Literally hundreds of
studies have demonstrated the power of stereotypes to depress human
performance. For example, black students performed less well than white
students on an intelligence test when it was described as a test of ability.
But when the same test was called a game, they did as well as the white
students. Studies of women taking math tests had similar results.
In another set of
studies, white athletes did better than their black teammates when the task was
described as one based on “sports intelligence.” By contrast, the black
students performed better than the white athletes when it was described as a
“test of natural athletic ability.” (See reducingstereotypethreat.org.)
Our research, the “Stanford
Integrated Schools Project” on identity safe teaching practices,
explores how to lift the threat to improve success in elementary classrooms.
How can teachers reduce the sense of stereotype threat for students whose
social identities (race, gender, ethnicity) link them to low school outcomes?
Our question: Are there ways to incorporate social and academic practices so
students from all backgrounds feel a sense of belonging and purpose in the
classroom, so they can fully engage in learning?
What Identity Safe Teaching Looks Like
Our researchers
observed in 84 classrooms to document the arrangement of students and
materials, the nature of their relationships, the types of questions directed
toward students, the presence or absence of cooperative learning activities,
the level of student autonomy, and the teachers’ approaches to dealing with
misbehavior. We looked for evidence of the use of diverse materials and
activities as a resource for teaching, rather than a more color-blind approach
that ignores student differences. We discovered a link between identity safe
teaching and enhanced student performance. We found:
- Students in higher identity safe classrooms had higher scores on standardized tests than students in lower identity safe classrooms.

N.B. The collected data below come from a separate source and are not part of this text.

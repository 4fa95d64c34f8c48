//! Coordinate mapping from editor units to output pixels.
//!
//! The editor positions everything in percentages of a 1080px-wide vertical
//! frame. These functions convert those values into pixel geometry for any
//! output resolution. All functions are pure.

use shortsmith_scene_model::{BadgePosition, PercentPosition, SplitAxis};

/// Editor reference width in pixels.
pub const REFERENCE_WIDTH: f64 = 1080.0;

/// Font sizes are authored larger than they render.
pub const FONT_SCALE_FACTOR: f64 = 0.6;

/// Badges are confined to the top 30% of the frame.
pub const BADGE_ZONE_FRACTION: f64 = 0.3;

/// Badge corner margin at the reference width.
pub const BADGE_MARGIN_AT_REFERENCE: f64 = 40.0;

/// Output frame dimensions in pixels.
#[derive(Debug, Clone, Copy, PartialEq, Eq)]
pub struct FrameSize {
    pub width: u32,
    pub height: u32,
}

impl FrameSize {
    pub fn new(width: u32, height: u32) -> Self {
        Self { width, height }
    }
}

/// An axis-aligned rectangle in output pixels.
#[derive(Debug, Clone, Copy, PartialEq, Eq)]
pub struct Rect {
    pub x: u32,
    pub y: u32,
    pub width: u32,
    pub height: u32,
}

impl Rect {
    pub fn bottom(&self) -> u32 {
        self.y + self.height
    }

    pub fn right(&self) -> u32 {
        self.x + self.width
    }
}

/// The center point of a text element. Text is drawn centered on it.
#[derive(Debug, Clone, Copy, PartialEq)]
pub struct TextAnchor {
    pub center_x: f64,
    pub center_y: f64,
}

impl TextAnchor {
    /// `drawtext` x expression centering the rendered text on the anchor.
    pub fn x_expr(&self) -> String {
        format!("{}-text_w/2", self.center_x.round() as i64)
    }

    /// `drawtext` y expression centering the rendered text on the anchor.
    pub fn y_expr(&self) -> String {
        format!("{}-text_h/2", self.center_y.round() as i64)
    }
}

/// Map a percentage position onto the frame.
pub fn map_text_position(position: PercentPosition, frame: FrameSize) -> TextAnchor {
    TextAnchor {
        center_x: position.x / 100.0 * frame.width as f64,
        center_y: position.y / 100.0 * frame.height as f64,
    }
}

pub fn font_scale(width: u32) -> f64 {
    width as f64 / REFERENCE_WIDTH * FONT_SCALE_FACTOR
}

/// Font size in output pixels for an editor font size. Never below 1.
pub fn scaled_font_size(size: f64, width: u32) -> u32 {
    ((size * font_scale(width)).round() as i64).max(1) as u32
}

/// Scale a reference-width length (margins, strokes) to the output width.
pub fn scale_length(length_at_reference: f64, width: u32) -> f64 {
    length_at_reference * width as f64 / REFERENCE_WIDTH
}

/// Height of the top band in which badges may be placed.
pub fn badge_zone_height(frame: FrameSize) -> u32 {
    (frame.height as f64 * BADGE_ZONE_FRACTION).floor() as u32
}

/// Square badge geometry for a ranking badge.
///
/// The badge always fits inside the top band: `y + size <= 0.3 * height`.
pub fn badge_rect(position: BadgePosition, size_at_reference: f64, frame: FrameSize) -> Rect {
    let zone = badge_zone_height(frame);
    let size = (scale_length(size_at_reference, frame.width).round() as i64)
        .clamp(1, zone.max(1) as i64) as u32;
    let margin = scale_length(BADGE_MARGIN_AT_REFERENCE, frame.width).round() as u32;
    let max_y = zone.saturating_sub(size);
    let max_x = frame.width.saturating_sub(size);

    let left = margin.min(max_x);
    let right = frame.width.saturating_sub(size + margin).min(max_x);
    let top = margin.min(max_y);
    let bottom = (zone as f64 - 1.5 * size as f64).clamp(0.0, max_y as f64) as u32;

    let (x, y) = match position {
        BadgePosition::TopLeft => (left, top),
        BadgePosition::TopRight => (right, top),
        BadgePosition::BottomLeft => (left, bottom),
        BadgePosition::BottomRight => (right, bottom),
        BadgePosition::Center => (max_x / 2, max_y / 2),
    };

    Rect {
        x,
        y,
        width: size,
        height: size,
    }
}

/// The lower band occupied by clips, anchored to the bottom edge.
pub fn video_area(frame: FrameSize, percent: f64) -> Rect {
    let percent = percent.clamp(0.0, 100.0);
    let height = even_floor(frame.height as f64 * percent / 100.0).min(even_floor(frame.height as f64));
    Rect {
        x: 0,
        y: frame.height - height,
        width: frame.width,
        height,
    }
}

/// Regions for the main and background clips of a split-screen scene.
#[derive(Debug, Clone, Copy, PartialEq, Eq)]
pub struct SplitRegions {
    pub main: Rect,
    pub background: Rect,
}

impl SplitRegions {
    /// Regions in stacking order (top/left first).
    pub fn ordered(&self, main_first: bool) -> (Rect, Rect) {
        if main_first {
            (self.main, self.background)
        } else {
            (self.background, self.main)
        }
    }
}

pub fn split_regions(axis: SplitAxis, ratio: f64, frame: FrameSize, main_first: bool) -> SplitRegions {
    let ratio = ratio.clamp(0.0, 1.0);
    let span = match axis {
        SplitAxis::Vertical => frame.height,
        SplitAxis::Horizontal => frame.width,
    };
    let main_span = even_floor(span as f64 * ratio).clamp(2, span.saturating_sub(2).max(2));
    let background_span = span.saturating_sub(main_span);
    let (main_offset, background_offset) = if main_first {
        (0, main_span)
    } else {
        (background_span, 0)
    };

    let rect = |offset: u32, len: u32| match axis {
        SplitAxis::Vertical => Rect {
            x: 0,
            y: offset,
            width: frame.width,
            height: len,
        },
        SplitAxis::Horizontal => Rect {
            x: offset,
            y: 0,
            width: len,
            height: frame.height,
        },
    };

    SplitRegions {
        main: rect(main_offset, main_span),
        background: rect(background_offset, background_span),
    }
}

/// Round down to an even pixel count (encoders require even dimensions).
fn even_floor(value: f64) -> u32 {
    let v = value.max(0.0).floor() as u32;
    (v - v % 2).max(2)
}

- The Student Questionnaire revealed that students from higher identity safe classrooms had an increased liking for school and motivation to learn, liked challenging work, and felt a sense of belonging compared to students from less identity safe classrooms.
This approach is based
on the assumption that teaching and learning are social processes that depend
on building trusting, positive relationships between teachers and students and
among the students—no matter what their social identities.
Social identities are
attributes in each of us—whether we are white or black, young or old, rich or
poor, gay or straight, Methodist or Muslim, etc. Everyone has multiple social
identities. Sometimes, because of our racialized American history, some social
identities are linked to school success and others are not. In identity safe
classrooms, student diversity becomes a resource for learning.
Identity safe teaching
is in stark contrast to schools whose curriculum is high on remediation and low
on inspiration, and whose discipline is punitive and based on heavy-handed
control that does not promote compassion, responsibility, and problem-solving.
By contrast, identity
safe teaching focuses on how what we do affects students’ experience in the
classroom. From our research, we learned there is a constellation of things teachers
can do that change life in the classroom so that students achieve at higher
levels and improve their liking for school, their willingness to work hard, and
their feeling of belonging in school. The components of identity safety fall
into four major categories: child-centered teaching, cultivating diversity as a
resource, classroom relationships, and caring environments. Read how to put the
components in practice here
and next week we will feature “cultivating diversity as a resource” on our
blog.
The components of
identity safety are:
- Child-centered teaching: promotes autonomy, cooperation, and student voice.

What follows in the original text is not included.